(Dataset entries)
= Beginning of Section =
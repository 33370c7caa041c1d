// SPDX-License-Identifier: BUSL-1.1
// Copyright (c) 2026 Alfred Jean LLC

//! End-to-end scenarios driving the full assembly (Workspace Manager,
//! Media Sampler, Inspector Runner, Fusion Engine, Event Aggregator, Job
//! Store, Pipeline Orchestrator) through its public surface.

use std::collections::HashMap;
use std::path::PathBuf;
use std::sync::Arc;
use std::time::Duration;

use tokio_util::sync::CancellationToken;

use vscan_adapters::{FakeInspector, Inspector};
use vscan_core::{
    AnomalyEvent, EngineConfig, FakeClock, InspectorRegistry, JobId, JobRecord, JobStatus, Label,
};
use vscan_engine::{
    AdmissionScheduler, FakeSampler, JobStore, MediaSampler, PipelineOrchestrator, WorkspaceManager,
};

fn new_orchestrator(
    sampler: Arc<dyn MediaSampler>,
    inspectors: HashMap<String, Arc<dyn Inspector>>,
    base: &std::path::Path,
) -> (PipelineOrchestrator, Arc<JobStore>) {
    let store = Arc::new(JobStore::new());
    let orchestrator = PipelineOrchestrator::new(
        WorkspaceManager::new(base.to_path_buf()),
        sampler,
        InspectorRegistry::builtin(),
        inspectors,
        store.clone(),
        Arc::new(FakeClock::new(1_000)),
        EngineConfig::default(),
    );
    (orchestrator, store)
}

fn flat_inspectors(score: f64) -> HashMap<String, Arc<dyn Inspector>> {
    InspectorRegistry::builtin()
        .descriptors()
        .iter()
        .map(|d| {
            let inspector: Arc<dyn Inspector> = Arc::new(FakeInspector::returning(d.name.clone(), score));
            (d.name.clone(), inspector)
        })
        .collect()
}

#[tokio::test]
async fn s1_happy_path_is_likely_real() {
    let base = tempfile::tempdir().unwrap();
    let job_id = JobId::new("s1");
    let sampler: Arc<dyn MediaSampler> = Arc::new(FakeSampler::returning(FakeSampler::short_bundle(15, 1.0)));
    let (orchestrator, store) = new_orchestrator(sampler, flat_inspectors(0.1), base.path());

    store.insert(JobRecord::new(job_id.clone(), 0)).unwrap();
    orchestrator.run(job_id.clone(), PathBuf::from("/tmp/in.mp4"), CancellationToken::new()).await;

    let record = store.read(&job_id).unwrap();
    assert_eq!(record.status, JobStatus::Completed);
    let result = store.read_result(&job_id).unwrap();
    assert!((result.confidence - 0.9).abs() < 1e-9);
    assert_eq!(result.label, Label::LikelyReal);
    assert!(result.events.is_empty());
    assert_eq!(result.derived.video_length_sec, 15.0);
    assert_eq!(result.derived.original_video_length_sec, 15.0);
}

#[tokio::test]
async fn s2_weighted_scores_are_likely_fake_with_sorted_events() {
    let base = tempfile::tempdir().unwrap();
    let job_id = JobId::new("s2");
    let sampler: Arc<dyn MediaSampler> = Arc::new(FakeSampler::returning(FakeSampler::short_bundle(15, 1.0)));

    let scored: &[(&str, f64, Option<(&str, f64)>)] = &[
        ("visual_clip", 0.9, None),
        ("visual_artifacts", 0.85, Some(("visual_artifact", 4.25))),
        ("lipsync", 0.8, Some(("lipsync_mismatch", 2.0))),
        ("blink", 0.7, Some(("abnormal_blink", 6.0))),
        ("ocr_gibberish", 0.6, None),
        ("motion_flow", 0.75, Some(("flow_spike", 1.1))),
        ("audio_loop", 0.5, None),
        ("lighting", 0.8, Some(("light_change", 7.5))),
    ];
    let mut inspectors: HashMap<String, Arc<dyn Inspector>> = HashMap::new();
    for (name, score, event) in scored {
        let events = match event {
            Some((tag, ts)) => vec![AnomalyEvent::new(*name, *tag, *ts, 0.0)],
            None => Vec::new(),
        };
        inspectors.insert(
            (*name).to_string(),
            Arc::new(FakeInspector::returning_with_events(*name, *score, events)),
        );
    }
    inspectors.insert(
        "transcript".to_string(),
        Arc::new(FakeInspector::returning("transcript", 0.0)),
    );

    let (orchestrator, store) = new_orchestrator(sampler, inspectors, base.path());
    store.insert(JobRecord::new(job_id.clone(), 0)).unwrap();
    orchestrator.run(job_id.clone(), PathBuf::from("/tmp/in.mp4"), CancellationToken::new()).await;

    let result = store.read_result(&job_id).unwrap();
    // weighted mean of the 8 scoring inspectors' weights (0.85 total, excluding
    // transcript's 0.0) against their reported scores above.
    assert!((result.confidence - 0.21470588235294119).abs() < 1e-9, "got {}", result.confidence);
    assert_eq!(result.label, Label::LikelyFake);
    assert_eq!(result.events.len(), 5);
    for pair in result.events.windows(2) {
        let key = |e: &AnomalyEvent| (e.timestamp_sec, e.module.clone(), e.event_tag.clone());
        assert!(key(&pair[0]) <= key(&pair[1]));
    }
}

#[tokio::test(start_paused = true)]
async fn s3_inspector_timeout_neutralizes_to_half() {
    let base = tempfile::tempdir().unwrap();
    let job_id = JobId::new("s3");
    let sampler: Arc<dyn MediaSampler> = Arc::new(FakeSampler::returning(FakeSampler::short_bundle(15, 1.0)));

    let mut inspectors = flat_inspectors(0.2);
    inspectors.insert("lipsync".to_string(), Arc::new(FakeInspector::hanging("lipsync")));

    let (orchestrator, store) = new_orchestrator(sampler, inspectors, base.path());
    store.insert(JobRecord::new(job_id.clone(), 0)).unwrap();

    let run = orchestrator.run(job_id.clone(), PathBuf::from("/tmp/in.mp4"), CancellationToken::new());
    tokio::time::timeout(Duration::from_secs(300), run).await.unwrap();

    let record = store.read(&job_id).unwrap();
    assert_eq!(record.status, JobStatus::Completed);
    let result = store.read_result(&job_id).unwrap();
    assert_eq!(result.per_inspector_scores.get("lipsync").copied(), Some(0.5));
    assert!(result.events.iter().any(|e| e.event_tag == "inspector_failed" && e.module == "lipsync"));
}

#[tokio::test]
async fn s4_rejects_oversized_uploads_before_any_workspace_allocation() {
    let base = tempfile::tempdir().unwrap();
    let store = Arc::new(JobStore::new());
    let clock = Arc::new(FakeClock::new(0));
    let sampler: Arc<dyn MediaSampler> = Arc::new(FakeSampler::returning(FakeSampler::short_bundle(15, 1.0)));
    let config = EngineConfig {
        max_upload_bytes: 1_000,
        workspace_base_path: base.path().to_path_buf(),
        ..EngineConfig::default()
    };
    let orchestrator = Arc::new(PipelineOrchestrator::new(
        WorkspaceManager::new(base.path().to_path_buf()),
        sampler,
        InspectorRegistry::builtin(),
        flat_inspectors(0.1),
        store.clone(),
        clock.clone(),
        config.clone(),
    ));
    let admission = AdmissionScheduler::new(config.max_concurrent_jobs, config.admission_queue_capacity);
    let service = vscan_engine::VideoAnalysisService::new(
        config,
        store.clone(),
        admission,
        orchestrator,
        clock,
        vscan_core::SequentialIdGen::new("s4"),
    );

    let err = service
        .submit(PathBuf::from("/tmp/huge.mp4"), "huge.mp4", 2_000)
        .await
        .unwrap_err();
    assert!(matches!(
        err,
        vscan_core::RequestError::Rejected(vscan_core::RejectedReason::TooLarge { .. })
    ));
    assert!(store.is_empty());
}

#[tokio::test]
async fn s5_cancellation_mid_inspection_fails_the_job_and_cleans_up() {
    let base = tempfile::tempdir().unwrap();
    let job_id = JobId::new("s5");
    let sampler: Arc<dyn MediaSampler> = Arc::new(FakeSampler::returning(FakeSampler::short_bundle(15, 1.0)));

    let mut inspectors = flat_inspectors(0.1);
    inspectors.insert("visual_clip".to_string(), Arc::new(FakeInspector::hanging("visual_clip")));

    let (orchestrator, store) = new_orchestrator(sampler, inspectors, base.path());
    store.insert(JobRecord::new(job_id.clone(), 0)).unwrap();

    let token = CancellationToken::new();
    let cancel_token = token.clone();
    tokio::spawn(async move {
        tokio::time::sleep(Duration::from_millis(30)).await;
        cancel_token.cancel();
    });

    orchestrator.run(job_id.clone(), PathBuf::from("/tmp/in.mp4"), token).await;

    let record = store.read(&job_id).unwrap();
    assert_eq!(record.status, JobStatus::Failed);
    assert_eq!(record.error_kind, Some(vscan_core::ErrorKind::Cancelled));
    assert!(!base.path().join(job_id.as_str()).exists());
}

#[tokio::test(start_paused = true)]
async fn s7_overall_budget_expiry_cancels_a_job_stuck_inspecting() {
    let base = tempfile::tempdir().unwrap();
    let job_id = JobId::new("s7");
    let sampler: Arc<dyn MediaSampler> = Arc::new(FakeSampler::returning(FakeSampler::short_bundle(15, 1.0)));

    let mut inspectors = flat_inspectors(0.1);
    inspectors.insert("visual_clip".to_string(), Arc::new(FakeInspector::hanging("visual_clip")));

    let store = Arc::new(JobStore::new());
    let config = EngineConfig {
        per_job_timeout_sec: 5,
        workspace_base_path: base.path().to_path_buf(),
        ..EngineConfig::default()
    };
    let orchestrator = PipelineOrchestrator::new(
        WorkspaceManager::new(base.path().to_path_buf()),
        sampler,
        InspectorRegistry::builtin(),
        inspectors,
        store.clone(),
        Arc::new(FakeClock::new(1_000)),
        config,
    );
    store.insert(JobRecord::new(job_id.clone(), 0)).unwrap();

    let run = orchestrator.run(job_id.clone(), PathBuf::from("/tmp/in.mp4"), CancellationToken::new());
    tokio::time::timeout(Duration::from_secs(300), run).await.unwrap();

    let record = store.read(&job_id).unwrap();
    assert_eq!(record.status, JobStatus::Failed);
    assert_eq!(record.error_kind, Some(vscan_core::ErrorKind::Cancelled));
    assert!(!base.path().join(job_id.as_str()).exists());
}

#[tokio::test]
async fn s6_duplicate_events_collapse_into_one() {
    let base = tempfile::tempdir().unwrap();
    let job_id = JobId::new("s6");
    let sampler: Arc<dyn MediaSampler> = Arc::new(FakeSampler::returning(FakeSampler::short_bundle(15, 1.0)));

    let mut inspectors = flat_inspectors(0.1);
    inspectors.insert(
        "visual_artifacts".to_string(),
        Arc::new(FakeInspector::returning_with_events(
            "visual_artifacts",
            0.1,
            vec![AnomalyEvent::new("visual_artifacts", "visual_artifact", 3.00, 0.50)
                .with_metadata("source", serde_json::json!("a"))],
        )),
    );
    inspectors.insert(
        "blink".to_string(),
        Arc::new(FakeInspector::returning_with_events(
            "blink",
            0.1,
            vec![AnomalyEvent::new("visual_artifacts", "visual_artifact", 3.00, 0.50)
                .with_metadata("source", serde_json::json!("b"))],
        )),
    );

    let (orchestrator, store) = new_orchestrator(sampler, inspectors, base.path());
    store.insert(JobRecord::new(job_id.clone(), 0)).unwrap();
    orchestrator.run(job_id.clone(), PathBuf::from("/tmp/in.mp4"), CancellationToken::new()).await;

    let result = store.read_result(&job_id).unwrap();
    let matching: Vec<_> = result
        .events
        .iter()
        .filter(|e| e.module == "visual_artifacts" && e.event_tag == "visual_artifact")
        .collect();
    assert_eq!(matching.len(), 1);
    assert_eq!(matching[0].metadata.get("source").unwrap(), "b");
}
= End of Section =
TO DO: Among the lines above, please find those with "JobId" and copy them.

WRITTEN SOLUTION:
    AnomalyEvent, EngineConfig, FakeClock, InspectorRegistry, JobId, JobRecord, JobStatus, Label,
    let job_id = JobId::new("s1");
    let job_id = JobId::new("s2");
    let job_id = JobId::new("s3");
    let job_id = JobId::new("s5");
    let job_id = JobId::new("s7");
    let job_id = JobId::new("s6");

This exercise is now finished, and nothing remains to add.